▸ **ACTIVITY**:
A complete response lists each line of the data below that includes the word "today".

▸ **EXCERPTED DATA**:

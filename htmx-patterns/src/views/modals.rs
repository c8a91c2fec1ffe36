use axum::{
    extract::State,
    http::StatusCode,
    response::{IntoResponse, Response},
    Form,
};
use minijinja::context;
use serde_json::json;

use super::today;
use crate::{
    error::Result,
    forms::{FormData, MonsterForm, ValidatedForm},
    htmx::HxTriggerEvents,
    state::AppState,
    store::Ordering,
    templates::TemplateResponse,
};

const CREATE_TEMPLATE: &str = "modals_create_monster.html";

/// Monster list with a button opening the create dialog
pub async fn main(State(state): State<AppState>) -> Result<TemplateResponse> {
    let monsters = state.store().list(Ordering::ByName).await?;
    Ok(TemplateResponse::new("modals_main.html", context! { monsters }))
}

pub async fn create_monster_form() -> TemplateResponse {
    let form = MonsterForm::quick(today());
    TemplateResponse::new(CREATE_TEMPLATE, context! { form => form.form() })
}

/// On success the dialog is closed and the list refreshed through client
/// events; the response itself has no body.
pub async fn create_monster(
    State(state): State<AppState>,
    Form(pairs): Form<Vec<(String, String)>>,
) -> Result<Response> {
    let mut form = MonsterForm::bind_quick(&FormData::from(pairs), today());

    if form.is_valid() {
        if let Some(new) = form.cleaned().cloned() {
            let monster = state.store().create(new).await?;
            tracing::info!(monster_id = monster.id, name = %monster.name, "Created monster from modal");

            let events = HxTriggerEvents::new()
                .event_with_data("closeModal", json!(true))
                .event_with_data("monsterCreated", json!(monster.id));
            return Ok((StatusCode::OK, events, ()).into_response());
        }
    }

    Ok(TemplateResponse::new(CREATE_TEMPLATE, context! { form => form.form() }).into_response())
}
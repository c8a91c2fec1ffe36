use axum::{
    extract::State,
    response::{IntoResponse, Redirect, Response},
    Extension, Form,
};
use minijinja::context;

use super::today;
use crate::{
    error::Result,
    forms::{FormData, MonsterForm, ValidatedForm},
    session::{FlashMessage, FlashMessages, Session},
    state::AppState,
    templates::TemplateResponse,
};

const TEMPLATE: &str = "form_validation.html";
const URL: &str = "/form-validation/";

pub async fn form_validation(flash: FlashMessages) -> TemplateResponse {
    let form = MonsterForm::full(today());
    TemplateResponse::new(
        TEMPLATE,
        context! { form => form.form(), messages => flash.rendered() },
    )
}

/// Create on success and come back to an empty form with a message;
/// otherwise show the form again with its errors.
pub async fn form_validation_post(
    State(state): State<AppState>,
    Extension(session): Extension<Session>,
    Form(pairs): Form<Vec<(String, String)>>,
) -> Result<Response> {
    let mut form = MonsterForm::bind_full(&FormData::from(pairs), today());

    if form.is_valid() {
        if let Some(new) = form.cleaned().cloned() {
            let monster = state.store().create(new).await?;
            tracing::info!(monster_id = monster.id, name = %monster.name, "Created monster from form");

            FlashMessages::push(
                &session,
                FlashMessage::info(format!(
                    "Monster {} created. You can make another.",
                    monster.name
                )),
            )
            .await?;
            return Ok(Redirect::to(URL).into_response());
        }
    }

    Ok(TemplateResponse::new(TEMPLATE, context! { form => form.form() }).into_response())
}

#[cfg(test)]
mod tests {
    use crate::testing::{body_string, empty_state, form_post, get_request, htmx_get};
    use crate::views::{router, today};
    use axum::http::{
        header::{COOKIE, LOCATION, SET_COOKIE},
        StatusCode,
    };
    use chrono::{Days, Months};
    use tower::ServiceExt;

    #[tokio::test]
    async fn test_valid_post_redirects_and_flashes_once() {
        let state = empty_state();
        let app = router(state.clone()).unwrap();

        let response = app
            .clone()
            .oneshot(form_post(
                "/form-validation/",
                "name=Agnes&is_happy=on&date_of_birth=2020-02-02&kind=troll",
            ))
            .await
            .unwrap();
        assert_eq!(response.status(), StatusCode::SEE_OTHER);
        assert_eq!(response.headers()[LOCATION], "/form-validation/");
        assert_eq!(state.store().count().await.unwrap(), 1);

        let cookie = response.headers()[SET_COOKIE]
            .to_str()
            .unwrap()
            .split(';')
            .next()
            .unwrap()
            .to_string();

        let mut request = get_request("/form-validation/");
        request.headers_mut().insert(COOKIE, cookie.parse().unwrap());
        let body = body_string(app.clone().oneshot(request).await.unwrap()).await;
        assert!(body.contains("Monster Agnes created. You can make another."));

        let mut request = get_request("/form-validation/");
        request.headers_mut().insert(COOKIE, cookie.parse().unwrap());
        let body = body_string(app.oneshot(request).await.unwrap()).await;
        assert!(!body.contains("Monster Agnes created."));
    }

    #[tokio::test]
    async fn test_invalid_post_shows_field_and_form_errors() {
        let state = empty_state();
        let old = today().checked_sub_months(Months::new(12 * 11)).unwrap();
        let body = body_string(
            router(state.clone())
                .unwrap()
                .oneshot(form_post(
                    "/form-validation/",
                    &format!("name=Dr+Who&is_happy=on&date_of_birth={old}&kind=ogre"),
                ))
                .await
                .unwrap(),
        )
        .await;

        assert!(body.contains("honorifics"));
        assert!(body.contains("Monsters older than 10 years cannot be happy."));
        assert_eq!(state.store().count().await.unwrap(), 0);
    }

    #[tokio::test]
    async fn test_validate_single_field_returns_only_its_row() {
        let tomorrow = today().checked_add_days(Days::new(1)).unwrap();
        let uri = format!(
            "/form-validation/?name=Boris&date_of_birth={tomorrow}&kind=troll&_validate_field=date_of_birth"
        );
        let response = router(empty_state())
            .unwrap()
            .oneshot(htmx_get(&uri))
            .await
            .unwrap();
        assert_eq!(response.status(), StatusCode::OK);

        let body = body_string(response).await;
        assert!(body.contains("id=\"field-date_of_birth\""));
        assert!(body.contains("Date of birth cannot be in the future."));
        assert!(!body.contains("field-name"));
        assert!(!body.contains("<html"));
    }

    #[tokio::test]
    async fn test_validate_unknown_field_is_400() {
        let response = router(empty_state())
            .unwrap()
            .oneshot(htmx_get("/form-validation/?_validate_field=colour"))
            .await
            .unwrap();
        assert_eq!(response.status(), StatusCode::BAD_REQUEST);
    }
}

▸ **RESULT OF THE EXERCISE**:
use super::today;
    let form = MonsterForm::quick(today());
    let mut form = MonsterForm::bind_quick(&FormData::from(pairs), today());
use super::today;
    let form = MonsterForm::full(today());
    let mut form = MonsterForm::bind_full(&FormData::from(pairs), today());
    use crate::views::{router, today};
        let old = today().checked_sub_months(Months::new(12 * 11)).unwrap();
        let tomorrow = today().checked_add_days(Days::new(1)).unwrap();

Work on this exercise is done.